Give every line from the entries that contains "tokio".

Collected data:
>>>

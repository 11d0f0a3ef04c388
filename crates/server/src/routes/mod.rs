// crates/server/src/routes/mod.rs
//! API route handlers for the loadburst server.

pub mod health;
pub mod job;

use std::sync::Arc;

use axum::Router;

use crate::state::AppState;

/// Create the combined API router with all routes under /api prefix.
///
/// Routes:
/// - GET  /api/health - Health check
/// - POST /api/start  - Start the load job
/// - POST /api/stop   - Stop the load job
/// - GET  /api/status - Snapshot of job state
pub fn api_routes(state: Arc<AppState>) -> Router {
    Router::new()
        .nest("/api", health::router())
        .nest("/api", job::router())
        .with_state(state)
}

#[cfg(test)]
mod tests {
    use super::*;

    #[tokio::test]
    async fn test_api_routes_creation() {
        let state = AppState::new();
        let _router = api_routes(state);
    }
}
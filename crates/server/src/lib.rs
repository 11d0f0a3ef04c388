// crates/server/src/lib.rs
//! loadburst server library.
//!
//! Thin axum shell over `loadburst-core`: REST controls for the single load
//! job plus a WebSocket push channel for live status.

pub mod routes;
pub mod state;
pub mod ws;

pub use routes::api_routes;
pub use state::AppState;

use std::sync::Arc;

use axum::{routing::get, Router};
use tower_http::cors::{Any, CorsLayer};
use tower_http::trace::TraceLayer;

/// Create the Axum application with all routes and middleware.
///
/// This sets up:
/// - API routes (health, start, stop, status)
/// - The /ws push channel
/// - CORS for development (allows any origin)
/// - Request tracing
pub fn app(state: Arc<AppState>) -> Router {
    let cors = CorsLayer::new()
        .allow_origin(Any)
        .allow_methods(Any)
        .allow_headers(Any);

    let ws = Router::new()
        .route("/ws", get(ws::ws_handler))
        .with_state(Arc::clone(&state));

    Router::new()
        .merge(api_routes(state))
        .merge(ws)
        .layer(cors)
        .layer(TraceLayer::new_for_http())
}
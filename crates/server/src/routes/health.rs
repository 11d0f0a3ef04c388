// crates/server/src/routes/health.rs
//! Liveness endpoint.
//!
//! Probes hit this instead of /api/status because reading status carries the
//! expiry side effect; a liveness check must never be able to stop the job.

use std::sync::Arc;

use axum::{extract::State, routing::get, Json, Router};
use serde::Serialize;

use crate::state::AppState;

/// Liveness response. `job_running` is read straight off the controller,
/// not via a snapshot, so it is side-effect free.
#[derive(Debug, Serialize)]
pub struct HealthResponse {
    pub status: &'static str,
    pub version: &'static str,
    pub uptime_secs: u64,
    pub job_running: bool,
}

/// GET /api/health - server liveness plus whether a job is active.
pub async fn health_check(State(state): State<Arc<AppState>>) -> Json<HealthResponse> {
    Json(HealthResponse {
        status: "ok",
        version: env!("CARGO_PKG_VERSION"),
        uptime_secs: state.uptime_secs(),
        job_running: state.controller.is_running(),
    })
}

pub fn router() -> Router<Arc<AppState>> {
    Router::new().route("/health", get(health_check))
}
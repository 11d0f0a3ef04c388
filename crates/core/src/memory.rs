// crates/core/src/memory.rs
//! Memory ballast pool.
//!
//! The pool holds `mem_mib` distinct 1 MiB buffers. Blocks are pushed one at
//! a time so a concurrent status read sees the allocation progressing
//! (`mem_blocks_mib` lags `mem_mib` while the fill is running). A generation
//! counter fences stale fills: a stop or restart bumps the generation and any
//! in-flight fill for the old generation abandons instead of repopulating a
//! cleared pool.

use std::sync::atomic::{AtomicU64, Ordering};
use std::sync::RwLock;

use thiserror::Error;

/// Block size. The pool allocates and counts in these units.
pub const BLOCK_BYTES: usize = 1024 * 1024;

/// One byte of every Nth block is touched to force physical commitment.
const TOUCH_STRIDE: usize = 64;

/// Allocation failure. Non-fatal by design: the caller records it as a note
/// on the job and the job keeps running with whatever was committed.
#[derive(Debug, Error)]
pub enum AllocError {
    #[error("out of memory after {allocated} of {requested} MiB")]
    OutOfMemory { allocated: usize, requested: usize },
}

/// Pool of retained 1 MiB buffers.
pub struct MemoryPool {
    blocks: RwLock<Vec<Vec<u8>>>,
    generation: AtomicU64,
}

impl MemoryPool {
    pub fn new() -> Self {
        Self {
            blocks: RwLock::new(Vec::new()),
            generation: AtomicU64::new(0),
        }
    }

    /// Drop the current contents and open a new fill generation.
    /// Returns the token a subsequent [`fill`](Self::fill) must present.
    pub fn reset(&self) -> u64 {
        let gen = self.generation.fetch_add(1, Ordering::SeqCst) + 1;
        self.write_blocks().clear();
        gen
    }

    /// Drop the current contents and invalidate any in-flight fill.
    pub fn clear(&self) {
        self.generation.fetch_add(1, Ordering::SeqCst);
        self.write_blocks().clear();
    }

    /// Fill the pool with `mem_mib` blocks for generation `gen`.
    ///
    /// Runs on a blocking thread off the control path. Allocation is fallible
    /// (`try_reserve_exact`) so an out-of-memory condition surfaces as an
    /// error instead of aborting the process; blocks committed before the
    /// failure stay in the pool. Returns `Ok` without effect once `gen` is
    /// stale.
    pub fn fill(&self, gen: u64, mem_mib: u64) -> Result<(), AllocError> {
        let requested = mem_mib as usize;
        for i in 0..requested {
            let mut block: Vec<u8> = Vec::new();
            if block.try_reserve_exact(BLOCK_BYTES).is_err() {
                return Err(AllocError::OutOfMemory {
                    allocated: i,
                    requested,
                });
            }
            block.resize(BLOCK_BYTES, 0);

            // Generation check and push under the same lock, so a concurrent
            // clear can never be followed by a stale block landing.
            let mut guard = self.write_blocks();
            if self.generation.load(Ordering::SeqCst) != gen {
                tracing::debug!(allocated = i, requested, "abandoning stale memory fill");
                return Ok(());
            }
            guard.push(block);
        }
        self.touch(gen);
        Ok(())
    }

    /// Sampled page touch: write the first byte of every 64th block.
    /// The volatile store keeps the buffers observably used so nothing can
    /// reclaim or elide them.
    fn touch(&self, gen: u64) {
        let mut blocks = self.write_blocks();
        if self.generation.load(Ordering::SeqCst) != gen {
            return;
        }
        for block in blocks.iter_mut().step_by(TOUCH_STRIDE) {
            // Safety: every block is at least BLOCK_BYTES long.
            unsafe { std::ptr::write_volatile(block.as_mut_ptr(), 1) };
        }
    }

    /// Current retained size in MiB (block count).
    pub fn len_mib(&self) -> u64 {
        match self.blocks.read() {
            Ok(guard) => guard.len() as u64,
            Err(e) => {
                tracing::error!("memory pool lock poisoned on read: {e}");
                0
            }
        }
    }

    /// Current retained size in bytes.
    pub fn total_bytes(&self) -> usize {
        match self.blocks.read() {
            Ok(guard) => guard.iter().map(Vec::len).sum(),
            Err(e) => {
                tracing::error!("memory pool lock poisoned on read: {e}");
                0
            }
        }
    }

    fn write_blocks(&self) -> std::sync::RwLockWriteGuard<'_, Vec<Vec<u8>>> {
        match self.blocks.write() {
            Ok(guard) => guard,
            Err(poisoned) => {
                tracing::error!("memory pool lock poisoned on write, recovering");
                poisoned.into_inner()
            }
        }
    }
}

impl Default for MemoryPool {
    fn default() -> Self {
        Self::new()
    }
}
// crates/server/src/routes/job.rs
//! Job control endpoints.
//!
//! - POST /api/start — start the load job (plain text "started"/"already_running")
//! - POST /api/stop — stop it (plain text "stopped")
//! - GET /api/status — JSON status snapshot
//!
//! Range clamping is a transport-layer concern: the controller receives only
//! values inside the guardrails below.

use std::sync::Arc;

use axum::{
    extract::State,
    routing::{get, post},
    Json, Router,
};
use serde::Deserialize;

use loadburst_core::StatusView;

use crate::state::AppState;

const DEFAULT_MEM_MIB: i64 = 1900;
const DEFAULT_CPU_WORKERS: i64 = 2;
const DEFAULT_SECONDS: i64 = 120;

/// Request body for POST /api/start. Every field is optional; absent fields
/// take the defaults above. Values are accepted raw (including zero and
/// negatives) and clamped before they reach the controller.
#[derive(Debug, Deserialize)]
pub struct StartRequest {
    #[serde(default = "default_mem_mib")]
    pub mem_mib: i64,
    #[serde(default = "default_cpu_workers")]
    pub cpu_workers: i64,
    #[serde(default = "default_seconds")]
    pub seconds: i64,
}

fn default_mem_mib() -> i64 {
    DEFAULT_MEM_MIB
}

fn default_cpu_workers() -> i64 {
    DEFAULT_CPU_WORKERS
}

fn default_seconds() -> i64 {
    DEFAULT_SECONDS
}

/// Guardrails applied before the controller sees the request.
pub fn clamp_mem_mib(v: i64) -> u64 {
    v.clamp(64, 3000) as u64
}

pub fn clamp_cpu_workers(v: i64) -> u64 {
    v.clamp(1, 32) as u64
}

pub fn clamp_seconds(v: i64) -> u64 {
    v.clamp(5, 3600) as u64
}

/// POST /api/start — start the job with clamped parameters.
async fn start(State(state): State<Arc<AppState>>, Json(req): Json<StartRequest>) -> &'static str {
    let outcome = state.controller.start(
        clamp_mem_mib(req.mem_mib),
        clamp_cpu_workers(req.cpu_workers),
        clamp_seconds(req.seconds),
    );
    outcome.as_str()
}

/// POST /api/stop — stop the job. Always succeeds (stop is idempotent).
async fn stop(State(state): State<Arc<AppState>>) -> &'static str {
    state.controller.stop("stop requested");
    "stopped"
}

/// GET /api/status — current snapshot. Reading status past the deadline
/// stops the job as a side effect; see the controller docs.
async fn status(State(state): State<Arc<AppState>>) -> Json<StatusView> {
    Json(state.controller.snapshot())
}

/// Build the job control router.
pub fn router() -> Router<Arc<AppState>> {
    Router::new()
        .route("/start", post(start))
        .route("/stop", post(stop))
        .route("/status", get(status))
}
// crates/server/src/ws.rs
//! WebSocket push channel: one status snapshot per second per subscriber.
//!
//! Each connection gets its own publisher loop in the core. Transport
//! failures and client disconnects end the connection quietly; nothing here
//! reaches the controller or other subscribers.

use std::sync::Arc;

use axum::{
    extract::{
        ws::{Message, WebSocket, WebSocketUpgrade},
        State,
    },
    response::IntoResponse,
};
use futures_util::{SinkExt, StreamExt};
use tokio::sync::mpsc;
use tracing::debug;

use loadburst_core::{publish_status, PUBLISH_PERIOD};

use crate::state::AppState;

/// GET /ws — upgrade and stream status snapshots until disconnect.
pub async fn ws_handler(
    ws: WebSocketUpgrade,
    State(state): State<Arc<AppState>>,
) -> impl IntoResponse {
    ws.on_upgrade(|socket| handle_socket(socket, state))
}

async fn handle_socket(socket: WebSocket, state: Arc<AppState>) {
    let (mut sink, mut stream) = socket.split();

    let (tx, mut rx) = mpsc::channel(8);
    let publisher = tokio::spawn(publish_status(
        Arc::clone(&state.controller),
        tx,
        PUBLISH_PERIOD,
    ));

    loop {
        tokio::select! {
            view = rx.recv() => {
                // Publisher never drops its sender first, but guard anyway.
                let Some(view) = view else { break };
                let json = serde_json::to_string(&view).unwrap_or_default();
                if sink.send(Message::Text(json.into())).await.is_err() {
                    break;
                }
            }
            msg = stream.next() => {
                match msg {
                    Some(Ok(Message::Close(_))) | Some(Err(_)) | None => break,
                    // Pings are answered by axum; other frames are ignored.
                    _ => {}
                }
            }
        }
    }

    // Dropping rx ends the publisher loop on its next send; abort shortcuts
    // the wait for the current period.
    publisher.abort();
    debug!("status subscriber disconnected");
}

<<<

§ Response box
    #[tokio::test]
use tokio::sync::mpsc;
    let publisher = tokio::spawn(publish_status(
        tokio::select! {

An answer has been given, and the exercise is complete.